Records for this task.

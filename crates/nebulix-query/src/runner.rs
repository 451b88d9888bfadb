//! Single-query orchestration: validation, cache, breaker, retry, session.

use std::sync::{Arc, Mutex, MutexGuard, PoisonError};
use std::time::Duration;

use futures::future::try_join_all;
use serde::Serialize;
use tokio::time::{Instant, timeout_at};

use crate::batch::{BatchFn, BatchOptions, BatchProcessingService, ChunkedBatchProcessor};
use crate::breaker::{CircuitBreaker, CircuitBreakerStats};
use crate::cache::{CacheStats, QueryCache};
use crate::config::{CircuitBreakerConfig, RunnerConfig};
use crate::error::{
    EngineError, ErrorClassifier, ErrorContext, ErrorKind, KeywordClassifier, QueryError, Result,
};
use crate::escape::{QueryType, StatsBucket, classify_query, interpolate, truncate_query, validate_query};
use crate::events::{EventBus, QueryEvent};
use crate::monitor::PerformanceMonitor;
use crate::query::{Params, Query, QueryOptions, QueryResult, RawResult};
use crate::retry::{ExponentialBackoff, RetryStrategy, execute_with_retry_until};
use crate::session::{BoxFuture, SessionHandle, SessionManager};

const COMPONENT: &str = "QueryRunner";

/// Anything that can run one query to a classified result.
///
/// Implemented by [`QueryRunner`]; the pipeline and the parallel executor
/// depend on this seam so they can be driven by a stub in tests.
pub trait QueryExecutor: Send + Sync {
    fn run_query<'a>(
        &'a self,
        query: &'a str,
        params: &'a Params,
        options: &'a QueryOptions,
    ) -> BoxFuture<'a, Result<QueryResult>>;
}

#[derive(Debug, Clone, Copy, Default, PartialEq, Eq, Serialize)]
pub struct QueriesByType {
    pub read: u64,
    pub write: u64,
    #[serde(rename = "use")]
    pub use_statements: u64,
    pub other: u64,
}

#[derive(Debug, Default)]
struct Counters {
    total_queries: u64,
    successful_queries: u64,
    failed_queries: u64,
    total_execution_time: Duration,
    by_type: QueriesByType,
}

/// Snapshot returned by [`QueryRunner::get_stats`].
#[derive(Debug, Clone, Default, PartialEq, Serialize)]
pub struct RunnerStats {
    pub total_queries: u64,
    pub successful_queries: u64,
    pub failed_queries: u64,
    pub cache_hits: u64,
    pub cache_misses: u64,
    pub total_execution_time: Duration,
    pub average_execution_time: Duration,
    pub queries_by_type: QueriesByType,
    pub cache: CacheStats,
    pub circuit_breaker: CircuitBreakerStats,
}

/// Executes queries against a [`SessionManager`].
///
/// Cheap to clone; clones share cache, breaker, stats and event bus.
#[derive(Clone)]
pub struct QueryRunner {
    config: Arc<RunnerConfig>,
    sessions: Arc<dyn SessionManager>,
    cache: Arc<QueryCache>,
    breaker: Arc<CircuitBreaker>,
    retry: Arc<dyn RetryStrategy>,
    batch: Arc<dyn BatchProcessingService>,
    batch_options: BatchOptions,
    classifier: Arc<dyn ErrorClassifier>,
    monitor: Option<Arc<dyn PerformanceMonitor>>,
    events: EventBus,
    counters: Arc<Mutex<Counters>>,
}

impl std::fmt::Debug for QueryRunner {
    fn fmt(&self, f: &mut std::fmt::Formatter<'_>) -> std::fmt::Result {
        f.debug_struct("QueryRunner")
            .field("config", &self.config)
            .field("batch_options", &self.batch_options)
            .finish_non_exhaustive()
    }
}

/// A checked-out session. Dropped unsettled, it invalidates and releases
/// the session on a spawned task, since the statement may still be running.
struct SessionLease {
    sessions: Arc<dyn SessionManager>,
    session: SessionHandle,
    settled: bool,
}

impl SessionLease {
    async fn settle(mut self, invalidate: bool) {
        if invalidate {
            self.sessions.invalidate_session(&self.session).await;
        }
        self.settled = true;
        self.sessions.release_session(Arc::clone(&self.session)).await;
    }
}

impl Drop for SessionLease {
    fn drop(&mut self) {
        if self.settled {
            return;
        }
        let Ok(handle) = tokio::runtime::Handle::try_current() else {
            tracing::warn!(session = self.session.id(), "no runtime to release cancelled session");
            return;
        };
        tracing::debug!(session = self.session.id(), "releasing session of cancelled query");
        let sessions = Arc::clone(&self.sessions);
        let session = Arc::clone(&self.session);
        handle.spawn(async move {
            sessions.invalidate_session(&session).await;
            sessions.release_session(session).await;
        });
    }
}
* * *
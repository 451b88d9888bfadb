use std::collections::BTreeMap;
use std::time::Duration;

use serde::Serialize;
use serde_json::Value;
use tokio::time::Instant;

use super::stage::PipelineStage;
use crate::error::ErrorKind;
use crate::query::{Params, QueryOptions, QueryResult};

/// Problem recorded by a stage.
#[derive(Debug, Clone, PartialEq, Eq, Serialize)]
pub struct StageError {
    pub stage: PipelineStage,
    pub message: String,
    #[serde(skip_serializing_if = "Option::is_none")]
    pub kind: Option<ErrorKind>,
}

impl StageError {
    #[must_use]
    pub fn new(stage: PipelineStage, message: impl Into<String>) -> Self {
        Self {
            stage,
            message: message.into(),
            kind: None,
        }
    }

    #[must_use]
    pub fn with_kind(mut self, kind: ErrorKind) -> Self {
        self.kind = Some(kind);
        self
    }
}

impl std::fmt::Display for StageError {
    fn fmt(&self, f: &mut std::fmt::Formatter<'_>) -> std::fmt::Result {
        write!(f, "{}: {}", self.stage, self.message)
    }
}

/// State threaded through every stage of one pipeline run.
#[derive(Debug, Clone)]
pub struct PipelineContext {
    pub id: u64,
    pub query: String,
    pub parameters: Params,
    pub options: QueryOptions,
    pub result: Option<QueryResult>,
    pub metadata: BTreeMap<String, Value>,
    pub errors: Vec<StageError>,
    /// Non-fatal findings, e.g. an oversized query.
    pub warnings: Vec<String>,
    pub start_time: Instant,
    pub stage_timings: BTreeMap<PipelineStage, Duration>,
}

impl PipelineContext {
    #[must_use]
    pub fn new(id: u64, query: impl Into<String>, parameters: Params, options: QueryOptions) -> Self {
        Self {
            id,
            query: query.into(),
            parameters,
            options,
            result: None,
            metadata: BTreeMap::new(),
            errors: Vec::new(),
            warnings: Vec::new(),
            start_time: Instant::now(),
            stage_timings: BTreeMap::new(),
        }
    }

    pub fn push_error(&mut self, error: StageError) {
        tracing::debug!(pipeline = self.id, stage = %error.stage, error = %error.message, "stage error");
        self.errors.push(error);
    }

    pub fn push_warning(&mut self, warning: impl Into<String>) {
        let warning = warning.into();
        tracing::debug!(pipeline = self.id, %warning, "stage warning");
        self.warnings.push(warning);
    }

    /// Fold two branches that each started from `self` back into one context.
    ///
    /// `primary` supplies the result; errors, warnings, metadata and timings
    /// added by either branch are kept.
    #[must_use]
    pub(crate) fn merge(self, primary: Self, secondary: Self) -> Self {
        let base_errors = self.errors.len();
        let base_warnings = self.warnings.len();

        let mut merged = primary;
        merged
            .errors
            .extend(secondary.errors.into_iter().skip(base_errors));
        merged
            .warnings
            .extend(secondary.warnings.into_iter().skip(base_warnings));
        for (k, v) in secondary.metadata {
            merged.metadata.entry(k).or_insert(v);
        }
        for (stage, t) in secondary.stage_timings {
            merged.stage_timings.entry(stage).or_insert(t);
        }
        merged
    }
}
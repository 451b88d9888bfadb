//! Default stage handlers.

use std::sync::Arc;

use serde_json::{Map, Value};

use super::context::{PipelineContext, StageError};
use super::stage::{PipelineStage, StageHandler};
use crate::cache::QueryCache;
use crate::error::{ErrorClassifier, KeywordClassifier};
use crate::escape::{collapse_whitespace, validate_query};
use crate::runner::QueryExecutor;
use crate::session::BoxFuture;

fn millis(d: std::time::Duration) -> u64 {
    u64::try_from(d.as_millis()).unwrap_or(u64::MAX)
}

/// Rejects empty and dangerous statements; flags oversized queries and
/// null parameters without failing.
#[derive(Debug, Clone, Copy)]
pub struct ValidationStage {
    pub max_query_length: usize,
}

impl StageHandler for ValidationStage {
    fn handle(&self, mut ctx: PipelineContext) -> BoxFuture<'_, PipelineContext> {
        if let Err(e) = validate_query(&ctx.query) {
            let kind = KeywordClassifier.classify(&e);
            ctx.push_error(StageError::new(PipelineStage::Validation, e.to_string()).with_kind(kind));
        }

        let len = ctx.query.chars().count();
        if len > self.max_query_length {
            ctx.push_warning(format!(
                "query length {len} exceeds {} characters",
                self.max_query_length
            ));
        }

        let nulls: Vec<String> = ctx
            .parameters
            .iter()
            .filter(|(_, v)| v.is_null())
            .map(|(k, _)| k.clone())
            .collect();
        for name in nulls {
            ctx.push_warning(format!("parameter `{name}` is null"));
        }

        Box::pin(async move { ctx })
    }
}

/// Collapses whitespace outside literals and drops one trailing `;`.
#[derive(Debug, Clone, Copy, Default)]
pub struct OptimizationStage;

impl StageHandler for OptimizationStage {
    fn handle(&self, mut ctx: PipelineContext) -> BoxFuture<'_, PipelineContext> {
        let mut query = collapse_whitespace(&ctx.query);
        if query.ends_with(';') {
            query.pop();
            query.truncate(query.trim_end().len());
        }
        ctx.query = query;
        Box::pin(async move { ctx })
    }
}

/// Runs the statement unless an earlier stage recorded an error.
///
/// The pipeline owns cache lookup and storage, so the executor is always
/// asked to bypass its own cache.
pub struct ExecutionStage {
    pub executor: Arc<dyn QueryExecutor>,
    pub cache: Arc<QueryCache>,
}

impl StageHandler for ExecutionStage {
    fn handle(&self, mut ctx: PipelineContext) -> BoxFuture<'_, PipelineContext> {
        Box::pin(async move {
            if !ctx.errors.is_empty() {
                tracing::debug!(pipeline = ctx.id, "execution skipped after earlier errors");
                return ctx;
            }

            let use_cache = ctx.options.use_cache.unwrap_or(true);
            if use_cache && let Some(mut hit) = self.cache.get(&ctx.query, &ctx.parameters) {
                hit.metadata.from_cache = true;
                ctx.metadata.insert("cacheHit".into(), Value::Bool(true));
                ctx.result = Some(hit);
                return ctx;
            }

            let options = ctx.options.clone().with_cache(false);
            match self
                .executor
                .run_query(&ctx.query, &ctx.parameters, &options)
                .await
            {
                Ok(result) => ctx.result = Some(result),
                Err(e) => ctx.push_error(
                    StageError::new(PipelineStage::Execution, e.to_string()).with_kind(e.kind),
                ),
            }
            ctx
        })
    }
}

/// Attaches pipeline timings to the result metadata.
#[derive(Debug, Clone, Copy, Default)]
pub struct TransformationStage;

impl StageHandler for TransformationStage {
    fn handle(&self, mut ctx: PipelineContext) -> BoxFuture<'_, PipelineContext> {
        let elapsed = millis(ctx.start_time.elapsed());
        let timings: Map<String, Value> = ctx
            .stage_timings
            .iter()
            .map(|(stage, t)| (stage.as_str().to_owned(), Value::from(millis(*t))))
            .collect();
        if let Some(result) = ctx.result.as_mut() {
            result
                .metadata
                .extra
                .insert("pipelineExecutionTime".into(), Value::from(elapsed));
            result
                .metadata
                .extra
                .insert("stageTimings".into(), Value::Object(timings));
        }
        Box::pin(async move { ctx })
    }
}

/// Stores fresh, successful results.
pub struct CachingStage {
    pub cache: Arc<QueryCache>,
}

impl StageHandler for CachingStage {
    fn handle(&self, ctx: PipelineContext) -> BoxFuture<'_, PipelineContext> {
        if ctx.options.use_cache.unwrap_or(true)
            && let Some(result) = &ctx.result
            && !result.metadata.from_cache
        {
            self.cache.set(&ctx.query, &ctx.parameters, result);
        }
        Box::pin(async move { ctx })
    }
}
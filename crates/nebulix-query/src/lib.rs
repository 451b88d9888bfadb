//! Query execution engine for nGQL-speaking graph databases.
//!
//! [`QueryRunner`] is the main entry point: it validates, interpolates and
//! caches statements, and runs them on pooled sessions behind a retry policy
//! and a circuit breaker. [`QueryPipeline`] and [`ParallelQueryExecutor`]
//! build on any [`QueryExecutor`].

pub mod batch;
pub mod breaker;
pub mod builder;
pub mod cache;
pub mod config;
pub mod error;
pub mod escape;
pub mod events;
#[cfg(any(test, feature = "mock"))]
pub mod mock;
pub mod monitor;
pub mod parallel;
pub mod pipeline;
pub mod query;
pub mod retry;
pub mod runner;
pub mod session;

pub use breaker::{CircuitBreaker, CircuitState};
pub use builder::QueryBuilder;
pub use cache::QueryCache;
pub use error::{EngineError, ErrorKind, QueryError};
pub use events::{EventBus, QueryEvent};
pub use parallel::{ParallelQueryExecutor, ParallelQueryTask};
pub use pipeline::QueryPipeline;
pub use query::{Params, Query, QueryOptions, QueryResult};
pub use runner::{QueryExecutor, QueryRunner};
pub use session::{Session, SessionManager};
---
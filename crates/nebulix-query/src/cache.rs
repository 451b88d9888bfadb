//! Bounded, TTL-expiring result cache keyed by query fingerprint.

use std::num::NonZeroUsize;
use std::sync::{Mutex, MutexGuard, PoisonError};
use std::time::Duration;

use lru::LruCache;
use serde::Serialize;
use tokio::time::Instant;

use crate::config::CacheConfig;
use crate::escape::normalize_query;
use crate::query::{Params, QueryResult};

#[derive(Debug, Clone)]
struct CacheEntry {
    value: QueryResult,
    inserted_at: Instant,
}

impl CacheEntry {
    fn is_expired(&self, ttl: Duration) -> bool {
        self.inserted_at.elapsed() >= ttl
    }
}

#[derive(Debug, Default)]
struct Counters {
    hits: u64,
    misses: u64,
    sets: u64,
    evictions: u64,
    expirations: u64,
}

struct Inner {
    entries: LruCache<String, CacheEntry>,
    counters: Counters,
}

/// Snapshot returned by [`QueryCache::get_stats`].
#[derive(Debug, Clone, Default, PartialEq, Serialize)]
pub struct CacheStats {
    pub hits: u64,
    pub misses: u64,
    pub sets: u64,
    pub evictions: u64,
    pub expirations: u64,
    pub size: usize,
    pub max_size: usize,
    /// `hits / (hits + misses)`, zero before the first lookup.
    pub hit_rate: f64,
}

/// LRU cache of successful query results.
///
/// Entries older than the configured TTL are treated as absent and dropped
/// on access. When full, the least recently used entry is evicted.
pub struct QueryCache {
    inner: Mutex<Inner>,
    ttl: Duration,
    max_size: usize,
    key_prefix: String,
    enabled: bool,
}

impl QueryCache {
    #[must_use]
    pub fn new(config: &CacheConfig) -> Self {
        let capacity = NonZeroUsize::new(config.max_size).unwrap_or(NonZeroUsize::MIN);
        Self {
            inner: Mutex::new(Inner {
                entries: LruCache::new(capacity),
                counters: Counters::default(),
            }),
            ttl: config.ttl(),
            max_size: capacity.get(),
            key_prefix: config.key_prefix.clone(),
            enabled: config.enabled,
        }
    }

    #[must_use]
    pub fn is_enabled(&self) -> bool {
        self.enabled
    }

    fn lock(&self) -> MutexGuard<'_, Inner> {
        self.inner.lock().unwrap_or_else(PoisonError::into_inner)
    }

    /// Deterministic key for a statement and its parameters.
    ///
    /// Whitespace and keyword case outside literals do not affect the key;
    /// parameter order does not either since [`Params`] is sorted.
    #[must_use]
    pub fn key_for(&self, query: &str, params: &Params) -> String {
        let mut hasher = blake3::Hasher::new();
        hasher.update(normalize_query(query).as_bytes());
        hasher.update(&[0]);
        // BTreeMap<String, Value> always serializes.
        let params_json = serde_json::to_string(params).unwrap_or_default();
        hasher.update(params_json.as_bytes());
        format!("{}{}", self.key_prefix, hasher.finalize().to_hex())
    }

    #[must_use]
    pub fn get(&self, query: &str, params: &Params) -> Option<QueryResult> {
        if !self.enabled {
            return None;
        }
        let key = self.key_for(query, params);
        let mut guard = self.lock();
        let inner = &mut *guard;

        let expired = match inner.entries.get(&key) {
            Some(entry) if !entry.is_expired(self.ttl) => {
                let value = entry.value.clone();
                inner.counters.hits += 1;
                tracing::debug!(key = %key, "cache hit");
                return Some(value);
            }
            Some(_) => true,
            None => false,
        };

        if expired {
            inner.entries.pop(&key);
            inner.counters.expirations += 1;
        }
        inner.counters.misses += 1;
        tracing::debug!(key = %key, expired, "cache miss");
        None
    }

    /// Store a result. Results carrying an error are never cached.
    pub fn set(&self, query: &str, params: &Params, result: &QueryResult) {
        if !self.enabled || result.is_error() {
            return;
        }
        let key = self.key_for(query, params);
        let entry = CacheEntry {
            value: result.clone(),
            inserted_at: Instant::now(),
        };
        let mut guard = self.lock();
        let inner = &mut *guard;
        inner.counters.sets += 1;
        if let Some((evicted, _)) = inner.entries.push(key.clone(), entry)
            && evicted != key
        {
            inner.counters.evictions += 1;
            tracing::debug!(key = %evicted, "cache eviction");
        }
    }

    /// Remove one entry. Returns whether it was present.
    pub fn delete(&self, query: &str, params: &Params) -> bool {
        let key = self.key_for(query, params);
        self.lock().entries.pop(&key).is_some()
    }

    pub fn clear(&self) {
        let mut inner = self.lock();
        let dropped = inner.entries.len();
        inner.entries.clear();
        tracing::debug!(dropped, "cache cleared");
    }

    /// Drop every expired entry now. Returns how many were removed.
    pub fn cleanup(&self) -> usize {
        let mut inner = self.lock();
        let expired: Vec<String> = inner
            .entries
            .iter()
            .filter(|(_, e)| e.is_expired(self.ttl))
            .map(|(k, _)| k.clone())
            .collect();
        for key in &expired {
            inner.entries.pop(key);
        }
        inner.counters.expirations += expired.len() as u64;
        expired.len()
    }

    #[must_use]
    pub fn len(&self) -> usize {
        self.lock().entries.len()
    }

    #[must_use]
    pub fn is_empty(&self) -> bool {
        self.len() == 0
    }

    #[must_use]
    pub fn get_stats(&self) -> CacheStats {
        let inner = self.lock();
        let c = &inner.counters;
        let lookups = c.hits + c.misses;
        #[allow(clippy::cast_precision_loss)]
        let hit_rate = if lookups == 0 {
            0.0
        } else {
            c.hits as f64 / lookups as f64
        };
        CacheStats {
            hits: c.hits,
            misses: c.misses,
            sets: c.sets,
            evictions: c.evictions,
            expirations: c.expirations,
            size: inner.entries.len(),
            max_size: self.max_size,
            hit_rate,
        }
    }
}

What needs to be done. For the records above, state how many lines contain the word "evictions". Give only the number.

Response to the task. 4